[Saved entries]
▼

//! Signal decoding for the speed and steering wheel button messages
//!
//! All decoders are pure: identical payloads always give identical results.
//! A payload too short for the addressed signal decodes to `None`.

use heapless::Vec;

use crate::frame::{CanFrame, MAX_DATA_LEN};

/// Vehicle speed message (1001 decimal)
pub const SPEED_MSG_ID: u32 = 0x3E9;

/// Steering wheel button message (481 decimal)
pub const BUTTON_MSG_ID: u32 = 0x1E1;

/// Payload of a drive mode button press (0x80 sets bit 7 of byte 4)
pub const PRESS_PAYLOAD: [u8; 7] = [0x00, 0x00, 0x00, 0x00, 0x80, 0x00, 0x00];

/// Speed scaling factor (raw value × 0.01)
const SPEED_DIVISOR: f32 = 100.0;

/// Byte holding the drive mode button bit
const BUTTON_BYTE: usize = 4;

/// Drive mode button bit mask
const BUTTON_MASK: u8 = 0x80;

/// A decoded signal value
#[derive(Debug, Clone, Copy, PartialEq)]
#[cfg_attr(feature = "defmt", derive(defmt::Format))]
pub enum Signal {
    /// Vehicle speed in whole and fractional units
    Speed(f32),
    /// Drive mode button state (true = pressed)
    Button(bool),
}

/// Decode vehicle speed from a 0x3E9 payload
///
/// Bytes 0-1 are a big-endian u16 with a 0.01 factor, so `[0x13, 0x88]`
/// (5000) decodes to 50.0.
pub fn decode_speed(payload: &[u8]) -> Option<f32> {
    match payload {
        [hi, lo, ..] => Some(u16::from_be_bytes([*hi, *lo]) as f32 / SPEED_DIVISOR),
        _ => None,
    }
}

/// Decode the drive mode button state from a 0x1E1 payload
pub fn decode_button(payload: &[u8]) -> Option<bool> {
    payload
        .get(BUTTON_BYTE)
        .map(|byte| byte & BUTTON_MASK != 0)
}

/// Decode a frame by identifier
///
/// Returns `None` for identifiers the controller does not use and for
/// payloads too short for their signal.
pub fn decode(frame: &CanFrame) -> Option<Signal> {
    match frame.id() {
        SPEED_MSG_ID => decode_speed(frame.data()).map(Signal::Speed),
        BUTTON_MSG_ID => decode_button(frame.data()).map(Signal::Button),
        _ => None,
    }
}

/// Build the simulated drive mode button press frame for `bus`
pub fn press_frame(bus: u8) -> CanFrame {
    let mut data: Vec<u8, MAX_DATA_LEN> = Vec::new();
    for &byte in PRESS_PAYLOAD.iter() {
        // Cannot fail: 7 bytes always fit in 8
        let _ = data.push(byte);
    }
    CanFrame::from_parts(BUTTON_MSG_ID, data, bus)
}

▲
▼

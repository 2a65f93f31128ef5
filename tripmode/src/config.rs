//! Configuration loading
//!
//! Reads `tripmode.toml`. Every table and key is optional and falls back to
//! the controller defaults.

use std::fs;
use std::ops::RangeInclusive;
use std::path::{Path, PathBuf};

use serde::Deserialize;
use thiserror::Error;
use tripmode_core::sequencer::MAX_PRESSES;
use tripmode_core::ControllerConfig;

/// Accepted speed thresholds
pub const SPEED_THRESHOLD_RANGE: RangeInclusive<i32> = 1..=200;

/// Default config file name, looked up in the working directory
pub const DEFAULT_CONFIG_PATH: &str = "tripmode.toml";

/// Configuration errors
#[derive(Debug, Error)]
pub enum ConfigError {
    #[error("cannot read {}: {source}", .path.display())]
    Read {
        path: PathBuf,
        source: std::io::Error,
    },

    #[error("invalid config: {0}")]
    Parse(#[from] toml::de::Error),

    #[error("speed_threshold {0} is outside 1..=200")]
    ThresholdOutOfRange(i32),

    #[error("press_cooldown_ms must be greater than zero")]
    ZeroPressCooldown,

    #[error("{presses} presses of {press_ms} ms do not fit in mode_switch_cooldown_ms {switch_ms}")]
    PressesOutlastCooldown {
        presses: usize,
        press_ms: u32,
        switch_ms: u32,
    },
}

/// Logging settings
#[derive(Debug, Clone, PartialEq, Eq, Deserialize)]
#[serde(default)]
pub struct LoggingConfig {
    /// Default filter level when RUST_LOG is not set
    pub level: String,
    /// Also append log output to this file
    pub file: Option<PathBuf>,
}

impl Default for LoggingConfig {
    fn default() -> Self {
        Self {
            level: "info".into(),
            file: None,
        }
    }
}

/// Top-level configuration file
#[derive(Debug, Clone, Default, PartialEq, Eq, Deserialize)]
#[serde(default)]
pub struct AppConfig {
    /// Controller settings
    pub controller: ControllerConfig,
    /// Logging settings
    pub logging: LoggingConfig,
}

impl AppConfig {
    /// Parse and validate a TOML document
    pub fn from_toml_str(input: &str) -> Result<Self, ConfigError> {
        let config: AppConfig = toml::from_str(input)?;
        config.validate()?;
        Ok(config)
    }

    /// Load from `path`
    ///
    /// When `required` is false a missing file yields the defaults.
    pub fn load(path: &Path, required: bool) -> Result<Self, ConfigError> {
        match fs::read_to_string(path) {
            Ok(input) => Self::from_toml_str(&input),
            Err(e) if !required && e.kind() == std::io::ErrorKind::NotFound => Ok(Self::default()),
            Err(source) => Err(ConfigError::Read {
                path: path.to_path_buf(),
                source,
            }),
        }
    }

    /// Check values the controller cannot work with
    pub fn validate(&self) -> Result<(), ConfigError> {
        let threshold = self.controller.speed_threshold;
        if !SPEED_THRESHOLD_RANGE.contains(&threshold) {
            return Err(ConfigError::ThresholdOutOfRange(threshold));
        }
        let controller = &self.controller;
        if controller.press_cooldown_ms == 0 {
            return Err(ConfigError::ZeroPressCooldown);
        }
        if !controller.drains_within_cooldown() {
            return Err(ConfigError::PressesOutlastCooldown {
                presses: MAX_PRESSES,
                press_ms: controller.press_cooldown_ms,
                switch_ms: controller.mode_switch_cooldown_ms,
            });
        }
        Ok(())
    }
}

▲

- Work request
After locating the line holding "use std::ops::RangeInclusive;" above, output exactly that line and every line after it through the line holding "fit in mode_switch_cooldown_ms". Include nothing else.

- Reply
use std::ops::RangeInclusive;
use std::path::{Path, PathBuf};

use serde::Deserialize;
use thiserror::Error;
use tripmode_core::sequencer::MAX_PRESSES;
use tripmode_core::ControllerConfig;

/// Accepted speed thresholds
pub const SPEED_THRESHOLD_RANGE: RangeInclusive<i32> = 1..=200;

/// Default config file name, looked up in the working directory
pub const DEFAULT_CONFIG_PATH: &str = "tripmode.toml";

/// Configuration errors
#[derive(Debug, Error)]
pub enum ConfigError {
    #[error("cannot read {}: {source}", .path.display())]
    Read {
        path: PathBuf,
        source: std::io::Error,
    },

    #[error("invalid config: {0}")]
    Parse(#[from] toml::de::Error),

    #[error("speed_threshold {0} is outside 1..=200")]
    ThresholdOutOfRange(i32),

    #[error("press_cooldown_ms must be greater than zero")]
    ZeroPressCooldown,

    #[error("{presses} presses of {press_ms} ms do not fit in mode_switch_cooldown_ms {switch_ms}")]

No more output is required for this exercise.